The Bargained-For Blessing by Dara ObbardI remember the day my now husband and I made “the deal”.  He was the first non-Jew I ever dated… and also so clearly the love of my life.  While I couldn’t envision asking him to give up his religious beliefs and traditions, I also wasn’t willing to give up mine or compromise on raising my future children with Jewish religious beliefs and traditions.  And so we agreed, well before we ever got engaged, that he would fully participate in raising any children we may have as Jews and I would not ask him to convert or move to my hometown of Philadelphia.

This arrangement worked out just fine for years.  Eventually we moved to my husband’s hometown of Boston and had two bright, spirited, musical and affectionate kids.  We settled in the MetroWest suburbs, participated in lots of activities at the local JCC and ended up with a bunch of Jewish friends, as is easy to do in MetroWest Boston.

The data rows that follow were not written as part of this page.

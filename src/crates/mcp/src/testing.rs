//! In-memory doubles for tests
//!
//! A loopback transport pair, a scripted tool server behind a
//! [`TransportFactory`], and an in-memory [`ServerStore`]. Used by this
//! crate's own tests and by downstream crates exercising the manager
//! without real processes or sockets.

use crate::persistence::ServerStore;
use crate::protocol::{methods, JSONRPC_VERSION};
use crate::transport::{Transport, TransportConfig, TransportFactory, TransportHandle};
use crate::types::{RegisteredServer, ServerStatus, ToolDefinition};
use crate::{McpError, Result};
use async_trait::async_trait;
use parking_lot::Mutex;
use serde_json::{json, Value};
use std::collections::HashMap;
use std::sync::atomic::{AtomicBool, Ordering};
use std::sync::Arc;
use tokio::sync::mpsc;

/// Server-side endpoints of a [`loopback`] transport pair
pub struct ServerEnd {
    /// Messages the client sent
    pub from_client: mpsc::UnboundedReceiver<Value>,
    /// Channel for injecting messages to the client
    pub to_client: mpsc::Sender<Value>,
}

struct LoopbackTransport {
    to_server: Mutex<Option<mpsc::UnboundedSender<Value>>>,
}

#[async_trait]
impl Transport for LoopbackTransport {
    async fn send(&self, message: Value) -> Result<()> {
        let sender = self.to_server.lock().clone().ok_or(McpError::ConnectionClosed)?;
        sender
            .send(message)
            .map_err(|_| McpError::ConnectionClosed)
    }

    async fn close(&self) {
        self.to_server.lock().take();
    }
}

/// Create an in-memory transport pair: the client handle and the server end
pub fn loopback() -> (TransportHandle, ServerEnd) {
    let (to_server_tx, from_client) = mpsc::unbounded_channel();
    let (to_client, incoming) = mpsc::channel(64);

    let handle = TransportHandle {
        transport: Box::new(LoopbackTransport {
            to_server: Mutex::new(Some(to_server_tx)),
        }),
        incoming,
    };

    (
        handle,
        ServerEnd {
            from_client,
            to_client,
        },
    )
}

/// A scripted tool server reachable through any [`TransportConfig`].
///
/// Answers the lifecycle handshake, `tools/list`, `tools/call`, `ping`, and
/// the prompts/resources discovery methods from its current state. Tests
/// mutate the tool catalog and push `*_changed` notifications to exercise
/// cache refreshes.
pub struct StubServer {
    /// Name reported by the handshake
    pub name: String,
    tools: Mutex<Vec<ToolDefinition>>,
    fail_initialize: AtomicBool,
    connections: Mutex<Vec<StubConnection>>,
}

struct StubConnection {
    to_client: mpsc::Sender<Value>,
    shutdown: Arc<tokio::sync::Notify>,
}

impl StubServer {
    /// Create a stub advertising the given tools
    pub fn new(name: impl Into<String>, tools: Vec<ToolDefinition>) -> Arc<Self> {
        Arc::new(Self {
            name: name.into(),
            tools: Mutex::new(tools),
            fail_initialize: AtomicBool::new(false),
            connections: Mutex::new(Vec::new()),
        })
    }

    /// A tool definition with just a name
    pub fn tool(name: &str) -> ToolDefinition {
        ToolDefinition {
            name: name.to_string(),
            description: None,
            input_schema: None,
        }
    }

    /// Make subsequent connects fail during the handshake
    pub fn fail_next_initialize(&self, fail: bool) {
        self.fail_initialize.store(fail, Ordering::SeqCst);
    }

    /// Replace the advertised tool catalog
    pub fn set_tools(&self, tools: Vec<ToolDefinition>) {
        *self.tools.lock() = tools;
    }

    /// Push a notification to every live connection
    pub async fn notify(&self, method: &str) {
        let senders: Vec<mpsc::Sender<Value>> = self
            .connections
            .lock()
            .iter()
            .map(|connection| connection.to_client.clone())
            .collect();
        for sender in senders {
            let _ = sender
                .send(json!({"jsonrpc": JSONRPC_VERSION, "method": method}))
                .await;
        }
    }

    /// Drop every live connection (simulates a server crash).
    ///
    /// Stops the responder tasks so the clients' incoming channels end.
    pub fn drop_connections(&self) {
        for connection in self.connections.lock().drain(..) {
            connection.shutdown.notify_one();
        }
    }

    fn respond(&self, request: &Value) -> Option<Value> {
        let id = request.get("id").filter(|id| !id.is_null())?.clone();
        let method = request.get("method")?.as_str()?;
        let params = request.get("params").cloned().unwrap_or(Value::Null);

        let body = match method {
            methods::INITIALIZE => {
                if self.fail_initialize.load(Ordering::SeqCst) {
                    return Some(json!({
                        "jsonrpc": JSONRPC_VERSION,
                        "id": id,
                        "error": {"code": -32000, "message": "initialize refused"}
                    }));
                }
                json!({
                    "protocolVersion": "2024-11-05",
                    "serverInfo": {"name": self.name, "version": "0.1.0"},
                    "capabilities": {"tools": {"listChanged": true}}
                })
            }
            methods::TOOLS_LIST => json!({"tools": *self.tools.lock()}),
            methods::TOOLS_CALL => {
                let name = params["name"].as_str().unwrap_or_default().to_string();
                if self.tools.lock().iter().any(|t| t.name == name) {
                    json!({
                        "content": [{"type": "text", "text": format!("ran {}", name)}],
                        "isError": false
                    })
                } else {
                    return Some(json!({
                        "jsonrpc": JSONRPC_VERSION,
                        "id": id,
                        "error": {"code": -32001, "message": format!("tool '{}' not found", name)}
                    }));
                }
            }
            methods::PING => json!({}),
            methods::PROMPTS_LIST => json!({"prompts": []}),
            methods::RESOURCES_LIST => json!({"resources": []}),
            methods::PROMPTS_GET => json!({"messages": []}),
            methods::RESOURCES_READ => json!({"contents": []}),
            _ => {
                return Some(json!({
                    "jsonrpc": JSONRPC_VERSION,
                    "id": id,
                    "error": {"code": -32601, "message": format!("Method '{}' not found", method)}
                }))
            }
        };

        Some(json!({"jsonrpc": JSONRPC_VERSION, "id": id, "result": body}))
    }
}

/// Factory handing out connections to one [`StubServer`].
///
/// The responder task needs its own handle on the stub, so the factory
/// wraps the `Arc` rather than implementing the trait on the stub itself.
pub struct StubServerFactory(pub Arc<StubServer>);

#[async_trait]
impl TransportFactory for StubServerFactory {
    async fn connect(&self, _config: &TransportConfig) -> Result<TransportHandle> {
        let (handle, server_end) = loopback();
        let ServerEnd {
            mut from_client,
            to_client,
        } = server_end;

        let shutdown = Arc::new(tokio::sync::Notify::new());
        self.0.connections.lock().push(StubConnection {
            to_client: to_client.clone(),
            shutdown: Arc::clone(&shutdown),
        });

        let server = Arc::clone(&self.0);
        tokio::spawn(async move {
            loop {
                tokio::select! {
                    maybe = from_client.recv() => match maybe {
                        Some(request) => {
                            if let Some(reply) = server.respond(&request) {
                                if to_client.send(reply).await.is_err() {
                                    break;
                                }
                            }
                        }
                        None => break,
                    },
                    _ = shutdown.notified() => break,
                }
            }
        });

        Ok(handle)
    }
}

/// In-memory [`ServerStore`]
#[derive(Default)]
pub struct MemoryServerStore {
    servers: Mutex<HashMap<String, RegisteredServer>>,
}

impl MemoryServerStore {
    /// Create an empty store
    pub fn new() -> Arc<Self> {
        Arc::new(Self::default())
    }

    /// Snapshot of one record
    pub fn get(&self, server_id: &str) -> Option<RegisteredServer> {
        self.servers.lock().get(server_id).cloned()
    }
}

#[async_trait]
impl ServerStore for MemoryServerStore {
    async fn save_server(&self, server: &RegisteredServer) -> Result<()> {
        self.servers
            .lock()
            .insert(server.id.clone(), server.clone());
        Ok(())
    }

    async fn update_server_status(
        &self,
        server_id: &str,
        status: ServerStatus,
        error: Option<String>,
    ) -> Result<()> {
        if let Some(record) = self.servers.lock().get_mut(server_id) {
            record.status = status;
            record.error = error;
        }
        Ok(())
    }

    async fn load_servers(&self) -> Result<Vec<RegisteredServer>> {
        let mut servers: Vec<_> = self.servers.lock().values().cloned().collect();
        servers.sort_by(|a, b| a.created_at.cmp(&b.created_at).then(a.id.cmp(&b.id)));
        Ok(servers)
    }

    async fn delete_server(&self, server_id: &str) -> Result<()> {
        self.servers.lock().remove(server_id);
        Ok(())
    }
}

But then we moved 45 minutes north to the Merrimack Valley, where Jewish culture is less pervasive, just when our eldest (now age 5) was starting to understand the concept of religion, tradition and self-identity.  Suddenly it wasn’t so easy for our daughter to say “I’m Jewish, just like most of my friends.”  Now we really had to think about what it meant to be Jewish when not everyone around us shared our same heritage (or at least a strong familiarity with it).  And I, who had bargained for the ability to raise my children Jewish, had to figure out what it really meant to do just that.

Enter Parenting Through a Jewish Lens.  I learned of the program while attending a family High Holiday service at Temple Emanuel in Andover.  I hoped PTJL would provide the foundation that my husband and I needed to establish a Jewish household while honoring both our interfaith marriage and raising children who understood and embraced their Jewish heritage.